組換えのレスキュープロセスは、非分節、マイナス鎖RNAウイルスは基本的に人為的リボ核タンパク質又はRNPとして知られている最小の感染性分子機構(図2)をコードするcDNAをトランスフェクトすることによって産生細胞におけるウイルス複製サイクルを強制的に構成されている。 RNPは、ウイルスポリメラーゼ(PおよびLタンパク質)、核タンパク質(NP)およびウイルスの完全長ゲノムRNAで構成されています。このRNAは+アンチは番目ですまた、ウイルスRNPのタンパク質の他の部分と関連する、相補的なRNA-ゲノムの生成に必要なEテンプレートは、自然のウイルスは感染時の細胞の細胞質(図2Aにリリースするのと同じ感染複雑を再現)。以降、このステップからは、ウイルスサイクルが変更されたゲノムをキャプシド、自然と組換えビリオンを進めることができ、(図2B)が生成されます。驚くべきことに、代わりにゲノムcDNAのゲノムcDNAのトランスフェクションが大幅に損なわれるか、完全にレスキュー効率2,28-30を廃止。ゲノムcDNAをトランスフェクトした場合であっても、トランスフェクトされた細胞内のRNPへの組換えRNAのキャプシド形成の効率は、おそらく非常に低い。このため、NDVのための救助プロトコルは、しばしば、許容細胞で、及び/又は、それらを共培養することにより、もともとトランスフェクトされた細胞から放出されたいくつかのウイルス粒子の増幅のための異なるステップを含む孵化鶏卵感染。

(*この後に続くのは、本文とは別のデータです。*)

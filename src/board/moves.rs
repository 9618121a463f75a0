// Copyright 2025 The chess-rules Authors
//
//    Licensed under the Apache License, Version 2.0 (the "License");
//    you may not use this file except in compliance with the License.
//    You may obtain a copy of the License at
//
//        http://www.apache.org/licenses/LICENSE-2.0
//
//    Unless required by applicable law or agreed to in writing, software
//    distributed under the License is distributed on an "AS IS" BASIS,
//    WITHOUT WARRANTIES OR CONDITIONS OF ANY KIND, either express or implied.
//    See the License for the specific language governing permissions and
//    limitations under the License.

use serde::{Deserialize, Serialize};
use thiserror::Error;

use super::castling;
use super::material::{Piece, PieceKind};
use super::position::{Position, PositionError};
use super::Board;

use PieceKind::*;

/// Why a move request was turned down. Every rejection is a value a
/// caller can show and retry from; none of them is a panic.
#[derive(Error, Debug, Clone, Copy, PartialEq, Eq)]
pub enum MoveError {
    #[error("the game has ended")]
    GameOver,
    #[error("position is off the board")]
    OutOfBounds,
    #[error("no piece on the source square")]
    EmptySource,
    #[error("that piece does not belong to the player to move")]
    WrongColor,
    #[error("not a legal move for this piece")]
    IllegalForPiece,
    #[error("cannot capture your own piece")]
    OwnCapture,
    #[error("pawn promotion requires a piece choice")]
    PromotionRequired,
    #[error("invalid promotion piece")]
    InvalidPromotion,
    #[error("this move would leave your king in check")]
    SelfCheck,
}

pub type MoveResult = Result<Move, MoveError>;

/// Callers building squares from raw coordinates can `?` straight into
/// a [`MoveResult`].
impl From<PositionError> for MoveError {
    fn from(_: PositionError) -> Self {
        Self::OutOfBounds
    }
}

impl Piece {
    /// Movement geometry and capture rules for this piece, ignoring
    /// whether the mover's own king ends up in check. King safety is a
    /// cross-cutting concern the game evaluates once per move.
    ///
    /// Takes the board mutably because the king's castling branch
    /// simulates the king on each square of its path; the board is
    /// restored before this returns.
    pub fn is_pseudo_legal_move(&self, from: Position, to: Position, board: &mut Board) -> bool {
        let row_diff = (to.row() as i8 - from.row() as i8).abs();
        let col_diff = (to.column() as i8 - from.column() as i8).abs();
        if self.kind() == King && row_diff == 0 && col_diff == 2 && !self.has_moved() {
            return castling::is_castling_move(self, from, to, board);
        }
        self.attacks(from, to, board)
    }

    /// The same movement rules minus the king's castling branch; a pure
    /// read. This is the predicate the check scanner sweeps with: a
    /// castle can never deliver a capture, so leaving it out changes
    /// nothing the scanner can observe, and it keeps two facing kings
    /// from recursing through each other's castling tests.
    pub fn attacks(&self, from: Position, to: Position, board: &Board) -> bool {
        if from == to {
            return false;
        }
        let row_diff = (to.row() as i8 - from.row() as i8).abs();
        let col_diff = (to.column() as i8 - from.column() as i8).abs();
        match self.kind() {
            Pawn => self.pawn_attacks(from, to, board),
            Rook => {
                is_straight_line(from, to)
                    && path_is_clear(from, to, board)
                    && self.destination_ok(to, board)
            }
            Bishop => {
                is_diagonal_line(from, to)
                    && path_is_clear(from, to, board)
                    && self.destination_ok(to, board)
            }
            Queen => {
                (is_straight_line(from, to) || is_diagonal_line(from, to))
                    && path_is_clear(from, to, board)
                    && self.destination_ok(to, board)
            }
            Knight => {
                let jumps = (row_diff == 2 && col_diff == 1) || (row_diff == 1 && col_diff == 2);
                jumps && self.destination_ok(to, board)
            }
            King => row_diff <= 1 && col_diff <= 1 && self.destination_ok(to, board),
        }
    }

    fn pawn_attacks(&self, from: Position, to: Position, board: &Board) -> bool {
        let direction = self.color().forward();
        // single step forward onto an empty square
        if to.column() == from.column() && to.row() as i8 == from.row() as i8 + direction {
            return board.piece_at(to).is_none();
        }
        // double step from the starting rank, both squares empty
        if !self.has_moved()
            && from.row() == self.color().pawn_start_rank()
            && to.column() == from.column()
            && to.row() as i8 == from.row() as i8 + 2 * direction
        {
            let intermediate = from.offset(direction, 0);
            return intermediate.map_or(false, |p| board.piece_at(p).is_none())
                && board.piece_at(to).is_none();
        }
        // diagonal capture onto an occupied enemy square
        if (to.column() as i8 - from.column() as i8).abs() == 1
            && to.row() as i8 == from.row() as i8 + direction
        {
            return board
                .piece_at(to)
                .map_or(false, |target| target.color() != self.color());
        }
        false
    }

    /// En passant: a diagonal pawn move onto an *empty* square, with
    /// the capturer on its fifth rank (fourth for Black) and the enemy
    /// pawn beside it on the square recorded as the last double step.
    pub fn is_en_passant_capture(
        &self,
        from: Position,
        to: Position,
        board: &Board,
        last_double_move: Option<Position>,
    ) -> bool {
        if self.kind() != Pawn {
            return false;
        }
        let Some(marker) = last_double_move else {
            return false;
        };
        let direction = self.color().forward();
        if from.row() != self.color().en_passant_rank() {
            return false;
        }
        if (to.column() as i8 - from.column() as i8).abs() != 1
            || to.row() as i8 != from.row() as i8 + direction
        {
            return false;
        }
        if board.piece_at(to).is_some() {
            return false;
        }
        // the passed pawn sits beside the capturer, on the destination file
        let Ok(enemy_square) = Position::new(from.row(), to.column()) else {
            return false;
        };
        match board.piece_at(enemy_square) {
            Some(enemy) if enemy.kind() == Pawn && enemy.color() != self.color() => {
                enemy_square == marker
            }
            _ => false,
        }
    }

    /// Does this pawn reach its farthest rank at `to`?
    pub fn is_promotion_move(&self, to: Position) -> bool {
        self.kind() == Pawn && to.row() == self.color().promotion_rank()
    }

    /// Is this a pawn's initial two-square advance?
    pub fn is_double_move(&self, from: Position, to: Position) -> bool {
        self.kind() == Pawn
            && !self.has_moved()
            && from.row() == self.color().pawn_start_rank()
            && to.column() == from.column()
            && to.row() as i8 == from.row() as i8 + 2 * self.color().forward()
    }

    /// Destination must be empty or hold an enemy piece.
    fn destination_ok(&self, to: Position, board: &Board) -> bool {
        board
            .piece_at(to)
            .map_or(true, |target| target.color() != self.color())
    }
}

fn is_straight_line(from: Position, to: Position) -> bool {
    from.row() == to.row() || from.column() == to.column()
}

fn is_diagonal_line(from: Position, to: Position) -> bool {
    (to.row() as i8 - from.row() as i8).abs() == (to.column() as i8 - from.column() as i8).abs()
}

/// Every square strictly between the endpoints must be empty. Shared
/// by rook, bishop and queen; callers have already established the
/// endpoints lie on a common line.
fn path_is_clear(from: Position, to: Position, board: &Board) -> bool {
    let row_step = (to.row() as i8 - from.row() as i8).signum();
    let col_step = (to.column() as i8 - from.column() as i8).signum();

    let mut row = from.row() as i8 + row_step;
    let mut column = from.column() as i8 + col_step;
    while (row, column) != (to.row() as i8, to.column() as i8) {
        if !Board::in_bounds(row, column) {
            return false;
        }
        if board.piece_at_coords(row, column).is_some() {
            return false;
        }
        row += row_step;
        column += col_step;
    }
    true
}

/// The immutable record of one executed ply: built from the pre-move
/// board state, then finished by the game with the flags its notation
/// derives from. A `Move` holds piece snapshots, never board
/// ownership, and it never mutates anything.
#[derive(Debug, Serialize, Deserialize, Clone, Copy, PartialEq, Eq)]
pub struct Move {
    pub(crate) from: Position,
    pub(crate) to: Position,
    pub(crate) piece: Piece,
    pub(crate) captured: Option<Piece>,
    pub(crate) is_castling: bool,
    pub(crate) is_promotion: bool,
    pub(crate) promoted_to: Option<PieceKind>,
    pub(crate) is_en_passant: bool,
    pub(crate) is_check: bool,
    pub(crate) is_checkmate: bool,
}

impl Move {
    pub(crate) fn new(from: Position, to: Position, piece: Piece, captured: Option<Piece>) -> Self {
        Self {
            from,
            to,
            piece,
            captured,
            is_castling: false,
            is_promotion: false,
            promoted_to: None,
            is_en_passant: false,
            is_check: false,
            is_checkmate: false,
        }
    }

    #[inline]
    pub fn from(&self) -> Position {
        self.from
    }

    #[inline]
    pub fn to(&self) -> Position {
        self.to
    }

    /// Snapshot of the moving piece as it stood before the move.
    #[inline]
    pub fn piece(&self) -> Piece {
        self.piece
    }

    #[inline]
    pub fn captured(&self) -> Option<Piece> {
        self.captured
    }

    #[inline]
    pub fn is_capture(&self) -> bool {
        self.captured.is_some()
    }

    #[inline]
    pub fn is_castling(&self) -> bool {
        self.is_castling
    }

    #[inline]
    pub fn is_promotion(&self) -> bool {
        self.is_promotion
    }

    #[inline]
    pub fn promoted_to(&self) -> Option<PieceKind> {
        self.promoted_to
    }

    #[inline]
    pub fn is_en_passant(&self) -> bool {
        self.is_en_passant
    }

    #[inline]
    pub fn is_check(&self) -> bool {
        self.is_check
    }

    #[inline]
    pub fn is_checkmate(&self) -> bool {
        self.is_checkmate
    }
}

救助する前に、cDNAは、所望の改変を生成するために、標準的なクローニング手順により操作することができる。異なる遺伝子産物およびウイルスの調節配列の特異的変異が、率直にこの方法を実現することができるが、組換えNDVを含む公開された研究の多くは、NDVゲノムに新しい転写単位の添加を必要としてきた。パラミクソウイルス科の他のメンバーと同様に、NDVゲノムを差動ウイルスのライフサイクル1のための重要な減少勾配での3 '末端に、その場所を尊重に応じて発現している6転写単位に、8つの異なるタンパク質をコードしている。このため、ゲノム内の新たな転写単位の位置を慎重にウイルス複製の導入遺伝子および障害の発現との間のバランスを達成するために選択されな​​ければならない。 PとM遺伝子との間の挿入はほとんど、tは使用されているハフ他のサイトにも13,31をテストされています。

(I)NDVゲノムに含まれるべき、新たな遺伝子はウイルスRNA依存性RNAのための適切な信号の制御下にある必要があります:何であれ、挿入、NDV cDNAへのクローニングはrescuable構築物を作製するためにいくつかのルールに従う必要があるポリメラーゼ。これらの配列は、新たなオープンリーディングフレーム(ORF)の上流に添加されなければならないので、ポリメラーゼが単一のヌクレオチド配列の遺伝子間(IG)だけ離間し、前の遺伝子(GE)及び新たな導入遺伝子(GS)の先頭の端部を認識することができる。真核生物のリボソーム翻訳を改善するための有効なコザック(K)配列の付加も良く外来タンパク質発現の32をお勧めします。NDVの(II)、効率的な複製、 パラミクソウイルス科のほとんどのメンバーについては、ゲノムの長さで、複数に依存している6 33しますので、NDVに任意の挿入は、この「6のルール」に従う必要があります。必要に応じて、REQ追加のヌクレオチドは新規ORFの下流に添加することができるuired、および(iii)導入遺伝子の配列は、レスキュー効率を損なう可能性配列、導入遺伝子発現および/またはウイルスのような生存可能なGEとGSを見つけるためにチェックされるべきである。存在する場合、これらの配列は、サイレント変異誘発により除去されなければならない。上記のルールに従う組換え完全長cDNAの生成が効率的に、ここで詳述したように、遺伝子組み換えNDVを生成するための最初のステップです。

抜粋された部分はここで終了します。